* Exercise directions *
Your task is to quote the records from their first line through the line containing "Ok::<_, BoxError>(response.map(boxed_body))", with nothing added or left out.

* Given records *
-----
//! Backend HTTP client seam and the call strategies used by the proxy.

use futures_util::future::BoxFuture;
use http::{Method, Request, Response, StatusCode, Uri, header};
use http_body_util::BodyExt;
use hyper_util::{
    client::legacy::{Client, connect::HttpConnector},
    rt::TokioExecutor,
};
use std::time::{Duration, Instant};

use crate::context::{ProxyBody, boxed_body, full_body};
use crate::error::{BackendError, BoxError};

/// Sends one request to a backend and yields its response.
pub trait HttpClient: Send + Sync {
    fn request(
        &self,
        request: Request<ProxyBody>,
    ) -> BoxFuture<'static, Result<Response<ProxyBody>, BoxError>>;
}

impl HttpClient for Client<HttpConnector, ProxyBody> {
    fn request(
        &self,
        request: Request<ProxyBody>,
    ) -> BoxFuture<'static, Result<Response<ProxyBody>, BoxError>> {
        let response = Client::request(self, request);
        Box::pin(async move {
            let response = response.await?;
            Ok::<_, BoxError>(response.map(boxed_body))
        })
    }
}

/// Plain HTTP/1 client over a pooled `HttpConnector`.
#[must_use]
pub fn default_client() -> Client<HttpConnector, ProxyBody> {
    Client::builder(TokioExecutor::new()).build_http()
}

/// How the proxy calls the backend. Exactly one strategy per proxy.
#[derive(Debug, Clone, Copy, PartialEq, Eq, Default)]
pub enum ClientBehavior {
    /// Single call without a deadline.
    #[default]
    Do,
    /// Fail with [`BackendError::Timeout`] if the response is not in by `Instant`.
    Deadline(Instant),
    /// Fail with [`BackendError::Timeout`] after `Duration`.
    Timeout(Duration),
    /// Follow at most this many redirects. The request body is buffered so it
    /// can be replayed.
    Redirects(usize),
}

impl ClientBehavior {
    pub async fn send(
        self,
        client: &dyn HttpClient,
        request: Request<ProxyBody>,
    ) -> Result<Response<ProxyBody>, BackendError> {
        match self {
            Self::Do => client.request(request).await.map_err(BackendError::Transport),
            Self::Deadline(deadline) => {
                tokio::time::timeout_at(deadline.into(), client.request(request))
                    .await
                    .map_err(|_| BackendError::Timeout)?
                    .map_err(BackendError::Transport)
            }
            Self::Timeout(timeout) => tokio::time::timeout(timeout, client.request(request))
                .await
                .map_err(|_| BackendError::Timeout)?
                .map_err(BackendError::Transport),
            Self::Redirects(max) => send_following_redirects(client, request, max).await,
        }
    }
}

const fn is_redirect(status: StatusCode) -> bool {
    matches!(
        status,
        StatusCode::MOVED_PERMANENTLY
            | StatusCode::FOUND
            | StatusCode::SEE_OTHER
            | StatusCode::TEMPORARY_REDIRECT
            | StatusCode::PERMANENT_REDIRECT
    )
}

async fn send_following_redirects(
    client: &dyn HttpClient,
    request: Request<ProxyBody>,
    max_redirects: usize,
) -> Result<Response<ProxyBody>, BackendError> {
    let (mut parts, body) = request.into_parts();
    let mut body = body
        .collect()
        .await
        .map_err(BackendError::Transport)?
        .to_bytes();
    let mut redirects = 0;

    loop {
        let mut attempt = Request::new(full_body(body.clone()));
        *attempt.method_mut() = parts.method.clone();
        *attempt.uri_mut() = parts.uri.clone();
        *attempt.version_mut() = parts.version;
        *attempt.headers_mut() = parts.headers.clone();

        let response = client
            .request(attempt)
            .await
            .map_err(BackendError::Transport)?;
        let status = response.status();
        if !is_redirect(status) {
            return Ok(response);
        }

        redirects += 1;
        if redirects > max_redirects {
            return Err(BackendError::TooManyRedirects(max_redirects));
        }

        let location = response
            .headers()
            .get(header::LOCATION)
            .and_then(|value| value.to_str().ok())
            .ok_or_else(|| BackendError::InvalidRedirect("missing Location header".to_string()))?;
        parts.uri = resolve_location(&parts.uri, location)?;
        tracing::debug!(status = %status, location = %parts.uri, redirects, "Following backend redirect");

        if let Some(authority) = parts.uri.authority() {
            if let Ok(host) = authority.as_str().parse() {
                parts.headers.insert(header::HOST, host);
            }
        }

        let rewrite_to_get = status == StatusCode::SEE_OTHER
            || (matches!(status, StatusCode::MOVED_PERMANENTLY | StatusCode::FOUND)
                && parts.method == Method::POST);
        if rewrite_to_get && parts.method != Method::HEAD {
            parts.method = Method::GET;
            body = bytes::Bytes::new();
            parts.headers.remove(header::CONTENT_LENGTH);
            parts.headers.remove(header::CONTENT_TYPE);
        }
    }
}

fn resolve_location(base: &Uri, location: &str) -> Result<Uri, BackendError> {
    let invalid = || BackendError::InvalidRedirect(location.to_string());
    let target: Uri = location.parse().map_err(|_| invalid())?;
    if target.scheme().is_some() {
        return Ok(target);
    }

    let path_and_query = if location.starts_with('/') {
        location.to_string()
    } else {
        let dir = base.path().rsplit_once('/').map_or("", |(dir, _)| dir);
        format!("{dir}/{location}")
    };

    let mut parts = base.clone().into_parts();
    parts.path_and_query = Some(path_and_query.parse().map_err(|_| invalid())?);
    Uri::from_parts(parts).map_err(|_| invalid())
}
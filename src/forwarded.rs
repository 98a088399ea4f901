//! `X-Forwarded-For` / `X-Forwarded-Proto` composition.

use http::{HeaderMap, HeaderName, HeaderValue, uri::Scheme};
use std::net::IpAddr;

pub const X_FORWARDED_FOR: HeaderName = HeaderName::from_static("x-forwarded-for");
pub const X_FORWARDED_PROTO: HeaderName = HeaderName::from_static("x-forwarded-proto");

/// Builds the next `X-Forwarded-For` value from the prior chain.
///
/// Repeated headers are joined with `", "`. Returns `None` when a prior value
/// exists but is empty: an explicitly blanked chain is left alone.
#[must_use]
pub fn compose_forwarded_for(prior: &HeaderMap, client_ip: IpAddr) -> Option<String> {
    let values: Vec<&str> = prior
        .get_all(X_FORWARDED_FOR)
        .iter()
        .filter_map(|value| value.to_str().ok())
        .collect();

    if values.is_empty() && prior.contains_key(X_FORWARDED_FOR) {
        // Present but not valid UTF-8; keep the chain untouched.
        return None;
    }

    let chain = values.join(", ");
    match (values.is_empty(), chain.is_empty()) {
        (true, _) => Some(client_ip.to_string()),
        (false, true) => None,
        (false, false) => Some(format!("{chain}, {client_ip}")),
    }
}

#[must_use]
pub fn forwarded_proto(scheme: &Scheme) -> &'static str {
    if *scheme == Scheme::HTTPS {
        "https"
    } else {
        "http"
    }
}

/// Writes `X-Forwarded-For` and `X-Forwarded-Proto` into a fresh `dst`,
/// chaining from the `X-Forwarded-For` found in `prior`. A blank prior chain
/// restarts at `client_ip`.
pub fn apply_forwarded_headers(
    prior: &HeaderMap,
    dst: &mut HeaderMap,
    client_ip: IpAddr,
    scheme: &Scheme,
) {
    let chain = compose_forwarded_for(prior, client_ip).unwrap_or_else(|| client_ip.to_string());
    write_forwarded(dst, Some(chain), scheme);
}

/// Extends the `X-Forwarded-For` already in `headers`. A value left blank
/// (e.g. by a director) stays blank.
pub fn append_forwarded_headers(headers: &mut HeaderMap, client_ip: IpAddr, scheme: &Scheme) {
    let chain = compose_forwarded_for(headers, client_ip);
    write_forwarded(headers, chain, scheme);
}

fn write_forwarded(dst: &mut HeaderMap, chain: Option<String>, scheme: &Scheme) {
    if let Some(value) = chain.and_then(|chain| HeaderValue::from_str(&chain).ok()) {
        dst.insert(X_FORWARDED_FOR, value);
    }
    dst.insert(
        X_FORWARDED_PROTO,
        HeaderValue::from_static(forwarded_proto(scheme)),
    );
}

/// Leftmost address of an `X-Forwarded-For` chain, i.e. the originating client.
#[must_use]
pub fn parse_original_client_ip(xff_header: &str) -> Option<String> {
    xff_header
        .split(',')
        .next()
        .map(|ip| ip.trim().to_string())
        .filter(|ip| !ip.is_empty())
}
-----
* Answer to this exercise *
//! Backend HTTP client seam and the call strategies used by the proxy.

use futures_util::future::BoxFuture;
use http::{Method, Request, Response, StatusCode, Uri, header};
use http_body_util::BodyExt;
use hyper_util::{
    client::legacy::{Client, connect::HttpConnector},
    rt::TokioExecutor,
};
use std::time::{Duration, Instant};

use crate::context::{ProxyBody, boxed_body, full_body};
use crate::error::{BackendError, BoxError};

/// Sends one request to a backend and yields its response.
pub trait HttpClient: Send + Sync {
    fn request(
        &self,
        request: Request<ProxyBody>,
    ) -> BoxFuture<'static, Result<Response<ProxyBody>, BoxError>>;
}

impl HttpClient for Client<HttpConnector, ProxyBody> {
    fn request(
        &self,
        request: Request<ProxyBody>,
    ) -> BoxFuture<'static, Result<Response<ProxyBody>, BoxError>> {
        let response = Client::request(self, request);
        Box::pin(async move {
            let response = response.await?;
            Ok::<_, BoxError>(response.map(boxed_body))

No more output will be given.